Exercise prompt ::
From the entries, copy every line that carries the string "rust".

===== Records for processing

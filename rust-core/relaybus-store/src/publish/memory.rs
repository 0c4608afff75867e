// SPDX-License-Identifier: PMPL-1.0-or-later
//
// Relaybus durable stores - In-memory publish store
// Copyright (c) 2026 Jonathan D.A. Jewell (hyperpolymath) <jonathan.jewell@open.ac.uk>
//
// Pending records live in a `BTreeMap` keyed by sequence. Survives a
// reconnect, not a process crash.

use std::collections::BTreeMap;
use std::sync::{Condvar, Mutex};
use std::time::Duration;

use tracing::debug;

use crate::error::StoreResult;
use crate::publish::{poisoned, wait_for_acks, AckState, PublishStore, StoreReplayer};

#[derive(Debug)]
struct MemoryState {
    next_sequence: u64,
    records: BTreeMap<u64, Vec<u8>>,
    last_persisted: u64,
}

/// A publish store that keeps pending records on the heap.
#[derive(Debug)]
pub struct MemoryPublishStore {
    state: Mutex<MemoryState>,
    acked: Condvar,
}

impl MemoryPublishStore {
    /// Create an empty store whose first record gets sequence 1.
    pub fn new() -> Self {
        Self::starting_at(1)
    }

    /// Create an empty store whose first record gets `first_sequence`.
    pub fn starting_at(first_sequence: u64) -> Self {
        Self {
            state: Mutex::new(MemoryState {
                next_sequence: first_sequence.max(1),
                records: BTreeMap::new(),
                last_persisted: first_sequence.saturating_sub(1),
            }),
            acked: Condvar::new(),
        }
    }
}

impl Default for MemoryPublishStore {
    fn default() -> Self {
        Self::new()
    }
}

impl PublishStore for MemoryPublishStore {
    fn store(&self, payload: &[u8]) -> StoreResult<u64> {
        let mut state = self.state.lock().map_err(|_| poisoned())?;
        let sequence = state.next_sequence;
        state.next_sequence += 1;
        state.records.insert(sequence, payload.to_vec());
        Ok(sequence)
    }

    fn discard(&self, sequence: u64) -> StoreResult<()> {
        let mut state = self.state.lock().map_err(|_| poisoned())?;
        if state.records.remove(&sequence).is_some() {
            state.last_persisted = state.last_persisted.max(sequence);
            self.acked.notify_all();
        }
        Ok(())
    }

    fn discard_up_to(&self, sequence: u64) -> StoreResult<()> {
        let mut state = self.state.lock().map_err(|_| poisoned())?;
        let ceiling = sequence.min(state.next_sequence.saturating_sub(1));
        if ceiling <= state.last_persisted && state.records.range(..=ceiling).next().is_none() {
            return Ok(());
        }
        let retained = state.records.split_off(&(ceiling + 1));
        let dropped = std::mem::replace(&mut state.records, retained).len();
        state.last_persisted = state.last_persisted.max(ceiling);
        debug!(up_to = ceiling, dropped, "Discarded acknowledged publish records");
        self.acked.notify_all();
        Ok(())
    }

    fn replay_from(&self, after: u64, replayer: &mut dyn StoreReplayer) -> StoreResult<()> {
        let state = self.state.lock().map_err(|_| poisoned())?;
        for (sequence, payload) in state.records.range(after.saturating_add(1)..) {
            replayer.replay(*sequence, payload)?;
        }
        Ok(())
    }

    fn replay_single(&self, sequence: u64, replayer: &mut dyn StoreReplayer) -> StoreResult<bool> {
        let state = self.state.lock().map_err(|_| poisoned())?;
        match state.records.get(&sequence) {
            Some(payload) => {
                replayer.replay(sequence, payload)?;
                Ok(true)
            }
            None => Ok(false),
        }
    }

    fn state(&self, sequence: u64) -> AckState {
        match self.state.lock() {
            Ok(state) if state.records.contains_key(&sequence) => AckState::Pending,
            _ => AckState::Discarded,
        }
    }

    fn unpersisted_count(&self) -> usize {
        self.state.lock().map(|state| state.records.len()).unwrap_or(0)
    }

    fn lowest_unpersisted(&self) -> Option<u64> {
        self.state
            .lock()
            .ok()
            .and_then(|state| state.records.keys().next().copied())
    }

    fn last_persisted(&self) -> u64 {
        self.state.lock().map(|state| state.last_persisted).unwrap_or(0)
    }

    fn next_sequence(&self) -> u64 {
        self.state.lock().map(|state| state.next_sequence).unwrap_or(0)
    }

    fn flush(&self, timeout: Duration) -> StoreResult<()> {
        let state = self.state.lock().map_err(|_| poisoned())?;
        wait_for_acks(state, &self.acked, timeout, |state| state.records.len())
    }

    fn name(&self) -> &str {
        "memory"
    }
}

==========
===== Records for processing

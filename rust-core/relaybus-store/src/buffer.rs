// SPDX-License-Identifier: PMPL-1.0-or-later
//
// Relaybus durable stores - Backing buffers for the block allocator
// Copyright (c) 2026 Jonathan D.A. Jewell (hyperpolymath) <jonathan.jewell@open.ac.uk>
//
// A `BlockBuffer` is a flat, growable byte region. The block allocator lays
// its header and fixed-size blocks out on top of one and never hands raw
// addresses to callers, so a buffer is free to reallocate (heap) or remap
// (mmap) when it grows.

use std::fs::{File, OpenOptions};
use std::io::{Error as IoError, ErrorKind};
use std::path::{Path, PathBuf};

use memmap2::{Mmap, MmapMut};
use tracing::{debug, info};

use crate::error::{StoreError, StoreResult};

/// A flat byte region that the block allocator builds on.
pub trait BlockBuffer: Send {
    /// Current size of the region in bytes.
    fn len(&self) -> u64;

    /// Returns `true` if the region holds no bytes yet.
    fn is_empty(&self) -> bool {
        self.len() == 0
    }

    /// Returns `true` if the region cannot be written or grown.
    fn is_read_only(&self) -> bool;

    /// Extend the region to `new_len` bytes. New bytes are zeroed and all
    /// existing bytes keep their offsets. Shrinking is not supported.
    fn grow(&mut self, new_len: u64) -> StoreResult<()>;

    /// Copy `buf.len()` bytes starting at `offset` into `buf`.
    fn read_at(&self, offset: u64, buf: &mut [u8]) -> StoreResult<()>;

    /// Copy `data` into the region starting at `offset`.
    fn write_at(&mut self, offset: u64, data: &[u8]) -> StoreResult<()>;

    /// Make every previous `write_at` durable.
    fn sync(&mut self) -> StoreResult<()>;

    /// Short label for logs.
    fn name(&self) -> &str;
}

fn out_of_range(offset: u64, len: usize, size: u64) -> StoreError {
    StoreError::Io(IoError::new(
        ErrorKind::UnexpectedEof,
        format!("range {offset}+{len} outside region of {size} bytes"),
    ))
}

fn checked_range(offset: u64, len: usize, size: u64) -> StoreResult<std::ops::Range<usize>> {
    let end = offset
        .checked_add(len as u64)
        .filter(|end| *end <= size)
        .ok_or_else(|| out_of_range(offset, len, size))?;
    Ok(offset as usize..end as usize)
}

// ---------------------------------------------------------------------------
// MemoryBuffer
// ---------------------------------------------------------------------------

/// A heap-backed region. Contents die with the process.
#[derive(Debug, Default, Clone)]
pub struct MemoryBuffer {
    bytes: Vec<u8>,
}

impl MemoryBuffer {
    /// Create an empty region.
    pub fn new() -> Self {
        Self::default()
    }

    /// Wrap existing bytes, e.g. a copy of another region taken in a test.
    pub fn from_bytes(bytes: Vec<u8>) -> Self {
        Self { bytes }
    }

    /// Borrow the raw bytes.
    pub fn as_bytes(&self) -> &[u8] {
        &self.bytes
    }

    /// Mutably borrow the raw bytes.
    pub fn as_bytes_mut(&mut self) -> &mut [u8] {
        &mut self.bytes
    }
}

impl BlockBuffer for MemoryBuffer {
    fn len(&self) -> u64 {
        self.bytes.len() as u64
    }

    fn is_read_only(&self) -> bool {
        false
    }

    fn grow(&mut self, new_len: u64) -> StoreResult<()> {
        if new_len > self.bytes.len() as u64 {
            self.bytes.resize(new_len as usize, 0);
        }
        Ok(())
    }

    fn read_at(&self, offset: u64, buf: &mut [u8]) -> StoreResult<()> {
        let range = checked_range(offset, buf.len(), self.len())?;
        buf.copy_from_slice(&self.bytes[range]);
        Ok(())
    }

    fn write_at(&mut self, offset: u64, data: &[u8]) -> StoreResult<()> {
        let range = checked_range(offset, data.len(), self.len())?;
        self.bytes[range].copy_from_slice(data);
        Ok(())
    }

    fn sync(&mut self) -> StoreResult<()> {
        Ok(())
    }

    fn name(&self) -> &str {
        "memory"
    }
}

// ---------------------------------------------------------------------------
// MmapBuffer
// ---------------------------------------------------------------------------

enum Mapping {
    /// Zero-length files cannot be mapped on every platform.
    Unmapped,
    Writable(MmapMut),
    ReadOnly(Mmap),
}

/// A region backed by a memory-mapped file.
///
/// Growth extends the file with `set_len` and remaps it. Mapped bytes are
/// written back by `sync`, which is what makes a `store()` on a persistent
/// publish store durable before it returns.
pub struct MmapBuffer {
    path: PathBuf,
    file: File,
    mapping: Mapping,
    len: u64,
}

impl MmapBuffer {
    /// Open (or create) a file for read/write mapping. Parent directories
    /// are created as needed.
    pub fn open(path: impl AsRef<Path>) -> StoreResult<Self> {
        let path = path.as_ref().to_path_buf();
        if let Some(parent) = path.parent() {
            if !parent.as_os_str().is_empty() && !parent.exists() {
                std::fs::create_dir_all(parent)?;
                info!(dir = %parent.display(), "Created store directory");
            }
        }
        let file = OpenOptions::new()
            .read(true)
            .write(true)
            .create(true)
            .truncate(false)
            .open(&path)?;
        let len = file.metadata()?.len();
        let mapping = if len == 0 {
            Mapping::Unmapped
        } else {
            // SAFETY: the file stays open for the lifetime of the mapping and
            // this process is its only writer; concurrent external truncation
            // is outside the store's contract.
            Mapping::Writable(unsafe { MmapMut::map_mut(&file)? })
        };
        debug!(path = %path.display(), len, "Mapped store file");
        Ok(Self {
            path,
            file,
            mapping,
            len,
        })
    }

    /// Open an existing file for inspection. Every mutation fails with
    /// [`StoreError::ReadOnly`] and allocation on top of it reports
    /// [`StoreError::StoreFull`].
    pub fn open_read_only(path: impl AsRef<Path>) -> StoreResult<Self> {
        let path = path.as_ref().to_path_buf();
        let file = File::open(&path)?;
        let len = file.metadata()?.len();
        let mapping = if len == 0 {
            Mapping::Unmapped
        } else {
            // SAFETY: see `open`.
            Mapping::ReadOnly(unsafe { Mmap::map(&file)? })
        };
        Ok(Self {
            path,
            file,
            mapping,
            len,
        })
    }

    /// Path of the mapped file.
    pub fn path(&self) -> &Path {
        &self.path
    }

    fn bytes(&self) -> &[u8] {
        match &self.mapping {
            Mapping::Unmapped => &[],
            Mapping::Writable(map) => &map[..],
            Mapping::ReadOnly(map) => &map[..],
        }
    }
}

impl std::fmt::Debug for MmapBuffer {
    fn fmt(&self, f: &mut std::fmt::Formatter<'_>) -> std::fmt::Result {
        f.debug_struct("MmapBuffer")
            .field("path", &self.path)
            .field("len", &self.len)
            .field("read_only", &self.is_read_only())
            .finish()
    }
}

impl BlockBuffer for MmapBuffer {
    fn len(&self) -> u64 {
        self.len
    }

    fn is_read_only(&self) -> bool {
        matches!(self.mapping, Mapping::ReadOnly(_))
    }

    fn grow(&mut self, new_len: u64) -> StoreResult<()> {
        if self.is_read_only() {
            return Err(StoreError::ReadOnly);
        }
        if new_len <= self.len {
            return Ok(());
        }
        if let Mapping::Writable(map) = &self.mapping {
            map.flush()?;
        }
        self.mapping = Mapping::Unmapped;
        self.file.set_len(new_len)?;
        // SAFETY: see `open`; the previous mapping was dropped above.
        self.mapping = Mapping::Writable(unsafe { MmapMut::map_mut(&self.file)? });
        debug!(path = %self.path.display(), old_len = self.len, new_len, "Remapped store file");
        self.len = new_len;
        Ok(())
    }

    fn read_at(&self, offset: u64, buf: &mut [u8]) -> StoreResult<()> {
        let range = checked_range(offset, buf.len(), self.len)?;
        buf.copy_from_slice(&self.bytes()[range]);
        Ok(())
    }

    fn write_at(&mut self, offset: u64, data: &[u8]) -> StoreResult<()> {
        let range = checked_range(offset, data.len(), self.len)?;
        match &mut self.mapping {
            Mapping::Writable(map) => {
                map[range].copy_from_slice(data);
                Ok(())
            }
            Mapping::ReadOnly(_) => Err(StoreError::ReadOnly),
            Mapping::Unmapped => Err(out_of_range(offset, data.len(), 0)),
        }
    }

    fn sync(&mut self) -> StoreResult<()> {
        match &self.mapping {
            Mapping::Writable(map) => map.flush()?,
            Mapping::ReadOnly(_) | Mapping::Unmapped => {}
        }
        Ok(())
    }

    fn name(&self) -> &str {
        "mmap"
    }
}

==========

Reply ::
filename rust-core/relaybus-store/src/publish/memory.rs
filename rust-core/relaybus-store/src/buffer.rs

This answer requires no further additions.